• [REQUIRED WORK]
Copy the full listing exactly, word for word.

• [SUPPLIED DATA]
[Start of Attachment]

//! Error taxonomy shared by every bridge layer.

use serde::{Deserialize, Serialize};
use thiserror::Error;

/// Machine-distinguishable error kind surfaced to the frontend.
#[derive(Debug, Clone, Copy, PartialEq, Eq, Hash, Serialize, Deserialize)]
#[serde(rename_all = "snake_case")]
pub enum ErrorKind {
    /// Timeout, 5xx, connection reset. Retried before surfacing.
    Transient,
    /// Validation or auth failure reported by the server. Never retried.
    Permanent,
    /// Unparseable server response.
    Protocol,
    /// Malformed caller input, rejected before any remote call.
    InvalidCommand,
    /// Memory block value exceeds its declared limit.
    ValueTooLong,
    /// Stream terminated before a terminal event.
    ConnectionLost,
    /// Referenced agent or session is absent.
    NotFound,
}

impl ErrorKind {
    /// Stable snake_case name.
    #[must_use]
    pub const fn as_str(self) -> &'static str {
        match self {
            Self::Transient => "transient",
            Self::Permanent => "permanent",
            Self::Protocol => "protocol",
            Self::InvalidCommand => "invalid_command",
            Self::ValueTooLong => "value_too_long",
            Self::ConnectionLost => "connection_lost",
            Self::NotFound => "not_found",
        }
    }
}

impl std::fmt::Display for ErrorKind {
    fn fmt(&self, f: &mut std::fmt::Formatter<'_>) -> std::fmt::Result {
        f.write_str(self.as_str())
    }
}

/// Bridge error.
#[derive(Debug, Clone, PartialEq, Eq, Error)]
pub enum BridgeError {
    #[error("Transient failure after {attempts} attempt(s): {message}")]
    Transient { message: String, attempts: u32 },
    #[error("Request timed out after {attempts} attempt(s)")]
    Timeout { attempts: u32 },
    #[error("Request rejected{}: {message}", status_suffix(.status))]
    Permanent { status: Option<u16>, message: String },
    #[error("Protocol error: {0}")]
    Protocol(String),
    #[error("Invalid command: {0}")]
    InvalidCommand(String),
    #[error("Value for block '{label}' is {len} characters, limit is {limit}")]
    ValueTooLong {
        label: String,
        len: usize,
        limit: usize,
    },
    #[error("Connection lost before the response completed")]
    ConnectionLost,
    #[error("{resource} not found: {id}")]
    NotFound { resource: &'static str, id: String },
}

impl BridgeError {
    /// Transient failure observed on a single attempt.
    #[must_use]
    pub fn transient(message: impl Into<String>) -> Self {
        Self::Transient {
            message: message.into(),
            attempts: 1,
        }
    }

    /// Shorthand for an invalid command.
    #[must_use]
    pub fn invalid(message: impl Into<String>) -> Self {
        Self::InvalidCommand(message.into())
    }

    /// Shorthand for a missing agent.
    #[must_use]
    pub fn agent_not_found(id: impl Into<String>) -> Self {
        Self::NotFound {
            resource: "Agent",
            id: id.into(),
        }
    }

    /// The machine-distinguishable kind.
    #[must_use]
    pub const fn kind(&self) -> ErrorKind {
        match self {
            Self::Transient { .. } | Self::Timeout { .. } => ErrorKind::Transient,
            Self::Permanent { .. } => ErrorKind::Permanent,
            Self::Protocol(_) => ErrorKind::Protocol,
            Self::InvalidCommand(_) => ErrorKind::InvalidCommand,
            Self::ValueTooLong { .. } => ErrorKind::ValueTooLong,
            Self::ConnectionLost => ErrorKind::ConnectionLost,
            Self::NotFound { .. } => ErrorKind::NotFound,
        }
    }

    /// Whether an automatic retry may help.
    #[must_use]
    pub const fn is_retryable(&self) -> bool {
        matches!(self.kind(), ErrorKind::Transient)
    }

    /// Record the number of attempts made before surfacing.
    #[must_use]
    pub fn after_attempts(self, n: u32) -> Self {
        match self {
            Self::Transient { message, .. } => Self::Transient {
                message,
                attempts: n,
            },
            Self::Timeout { .. } => Self::Timeout { attempts: n },
            other => other,
        }
    }
}

fn status_suffix(status: &Option<u16>) -> String {
    status.map(|s| format!(" (HTTP {s})")).unwrap_or_default()
}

[End of Attachment]

• [ANSWER SECTION]
//! Error taxonomy shared by every bridge layer.

use serde::{Deserialize, Serialize};
use thiserror::Error;

/// Machine-distinguishable error kind surfaced to the frontend.
#[derive(Debug, Clone, Copy, PartialEq, Eq, Hash, Serialize, Deserialize)]
#[serde(rename_all = "snake_case")]
pub enum ErrorKind {
    /// Timeout, 5xx, connection reset. Retried before surfacing.
    Transient,
    /// Validation or auth failure reported by the server. Never retried.
    Permanent,
    /// Unparseable server response.
    Protocol,
    /// Malformed caller input, rejected before any remote call.
    InvalidCommand,
    /// Memory block value exceeds its declared limit.
    ValueTooLong,
    /// Stream terminated before a terminal event.
    ConnectionLost,
    /// Referenced agent or session is absent.
    NotFound,
}

impl ErrorKind {
    /// Stable snake_case name.
    #[must_use]
    pub const fn as_str(self) -> &'static str {
        match self {
            Self::Transient => "transient",
            Self::Permanent => "permanent",
            Self::Protocol => "protocol",
            Self::InvalidCommand => "invalid_command",
            Self::ValueTooLong => "value_too_long",
            Self::ConnectionLost => "connection_lost",
            Self::NotFound => "not_found",
        }
    }
}

impl std::fmt::Display for ErrorKind {
    fn fmt(&self, f: &mut std::fmt::Formatter<'_>) -> std::fmt::Result {
        f.write_str(self.as_str())
    }
}

/// Bridge error.
#[derive(Debug, Clone, PartialEq, Eq, Error)]
pub enum BridgeError {
    #[error("Transient failure after {attempts} attempt(s): {message}")]
    Transient { message: String, attempts: u32 },
    #[error("Request timed out after {attempts} attempt(s)")]
    Timeout { attempts: u32 },
    #[error("Request rejected{}: {message}", status_suffix(.status))]
    Permanent { status: Option<u16>, message: String },
    #[error("Protocol error: {0}")]
    Protocol(String),
    #[error("Invalid command: {0}")]
    InvalidCommand(String),
    #[error("Value for block '{label}' is {len} characters, limit is {limit}")]
    ValueTooLong {
        label: String,
        len: usize,
        limit: usize,
    },
    #[error("Connection lost before the response completed")]
    ConnectionLost,
    #[error("{resource} not found: {id}")]
    NotFound { resource: &'static str, id: String },
}

impl BridgeError {
    /// Transient failure observed on a single attempt.
    #[must_use]
    pub fn transient(message: impl Into<String>) -> Self {
        Self::Transient {
            message: message.into(),
            attempts: 1,
        }
    }

    /// Shorthand for an invalid command.
    #[must_use]
    pub fn invalid(message: impl Into<String>) -> Self {
        Self::InvalidCommand(message.into())
    }

    /// Shorthand for a missing agent.
    #[must_use]
    pub fn agent_not_found(id: impl Into<String>) -> Self {
        Self::NotFound {
            resource: "Agent",
            id: id.into(),
        }
    }

    /// The machine-distinguishable kind.
    #[must_use]
    pub const fn kind(&self) -> ErrorKind {
        match self {
            Self::Transient { .. } | Self::Timeout { .. } => ErrorKind::Transient,
            Self::Permanent { .. } => ErrorKind::Permanent,
            Self::Protocol(_) => ErrorKind::Protocol,
            Self::InvalidCommand(_) => ErrorKind::InvalidCommand,
            Self::ValueTooLong { .. } => ErrorKind::ValueTooLong,
            Self::ConnectionLost => ErrorKind::ConnectionLost,
            Self::NotFound { .. } => ErrorKind::NotFound,
        }
    }

    /// Whether an automatic retry may help.
    #[must_use]
    pub const fn is_retryable(&self) -> bool {
        matches!(self.kind(), ErrorKind::Transient)
    }

    /// Record the number of attempts made before surfacing.
    #[must_use]
    pub fn after_attempts(self, n: u32) -> Self {
        match self {
            Self::Transient { message, .. } => Self::Transient {
                message,
                attempts: n,
            },
            Self::Timeout { .. } => Self::Timeout { attempts: n },
            other => other,
        }
    }
}

fn status_suffix(status: &Option<u16>) -> String {
    status.map(|s| format!(" (HTTP {s})")).unwrap_or_default()
}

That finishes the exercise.